New technology promises to let us all use solar power in more flexible ways – literally. Solar fabrics, still a relatively niche product, weave photovoltaic cells into flexible films that can be used in new applications. Solar fabrics have the advantage that they can, in theory, be used for everyday objects, but they can also be glued to rigid surfaces, removing the need for the heavy glass and metal frames used by conventional panels. For designers and architects, this is likely to mean more freedom, and more ways to integrate solar into devices, buildings, and the rest of the built environment.

There are more alternatives where PV simply isn’t an option, or if you want to supplement a PV system in some other way. If sunshine isn’t the problem, you could top off a roof with a solar hot water system, for example. While most systems involve obvious panels, Thermoslate solar slate collectors are concealed below natural slate, so they may be suitable where a traditional appearance is important.

A natural slate roof incorporating six Thermoslate heat collectors for hot water. These are seamlessly integrated, so you can't tell them from the slate.

Image Credit: Cupa Pizarras

You might also look to other forms of microgeneration, such as a small wind turbine.
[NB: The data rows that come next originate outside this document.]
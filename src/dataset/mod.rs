//! Dataset abstractions.
//!
//! A [`Dataset`] yields `(X, y)` batches where `X` has shape `(n_samples, n_features)`
//! and `y` has shape `(n_samples,)`. [`DatasetBatchIter`] walks a dataset in
//! contiguous, fixed-size batches.
//!
//! # Example
//!
//! ```rust
//! use sizetime::dataset::{Dataset, InMemoryDataset};
//! use sizetime::backend::CpuBackend;
//!
//! let x = vec![vec![1.0], vec![2.0]];
//! let y = vec![0.0, 1.0];
//! let dataset = InMemoryDataset::new(x, y).unwrap();
//!
//! for batch in dataset.batches::<CpuBackend>(1) {
//!     let (x_batch, y_batch) = batch.unwrap();
//!     assert_eq!(x_batch.shape().0, y_batch.len());
//! }
//! ```

use crate::backend::{Backend, Tensor1D, Tensor2D};
use std::{fmt::Debug, ops::Range};

pub mod memory;
pub mod series;

pub use self::memory::InMemoryDataset;
pub use self::series::{Sample, Series};

/// Abstract interface for a regression dataset.
pub trait Dataset {
    /// Error type returned when accessing data.
    type Error: Debug + 'static;

    /// Returns the total number of samples, or `None` if unknown (e.g. streams).
    fn len(&self) -> Option<usize>;

    /// Checks whether the dataset is known to be empty.
    fn is_empty(&self) -> bool {
        self.len() == Some(0)
    }

    /// Creates an iterator over fixed-size batches; the last batch may be smaller.
    fn batches<B: Backend>(&self, batch_size: usize) -> DatasetBatchIter<'_, B, Self>
    where
        Self: Sized,
    {
        DatasetBatchIter {
            dataset: self,
            batch_size,
            current: 0,
            _backend: std::marker::PhantomData,
        }
    }

    /// Loads the samples in `range` as tensors.
    fn get_batch<B: Backend>(
        &self,
        range: Range<usize>,
    ) -> Result<(Tensor2D<B>, Tensor1D<B>), Self::Error>;
}

/// Iterator over dataset batches, created by [`Dataset::batches`].
///
/// Yields nothing for datasets of unknown length, and stops once every sample
/// has been handed out.
pub struct DatasetBatchIter<'a, B: Backend, D: ?Sized> {
    dataset: &'a D,
    batch_size: usize,
    /// Index of the next sample to yield.
    current: usize,
    _backend: std::marker::PhantomData<B>,
}

impl<B: Backend, D: Dataset> Iterator for DatasetBatchIter<'_, B, D> {
    type Item = Result<(Tensor2D<B>, Tensor1D<B>), D::Error>;

    fn next(&mut self) -> Option<Self::Item> {
        let total = self.dataset.len()?;
        if self.current >= total || self.batch_size == 0 {
            return None;
        }

        let end = (self.current + self.batch_size).min(total);
        let range = self.current..end;
        self.current = end;

        Some(self.dataset.get_batch::<B>(range))
    }
}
While these can be unsightly, and in many cases they’ll require planning permission, they can contribute a meaningful amount of renewable energy – especially when installed in exposed locations.

If all else fails, there are other ways to lower your carbon footprint, and benefit from renewable electricity.

“There’s nothing wrong with someone building a communal wind turbine, or funding a wind turbine somewhere that’s windy,” says Mark Candlish.

“Putting solar on your own roof is not the only way to renewably power your house. But it is a very good one, and a lot of people are very passionate about it because it gives you such a great feeling of independence.”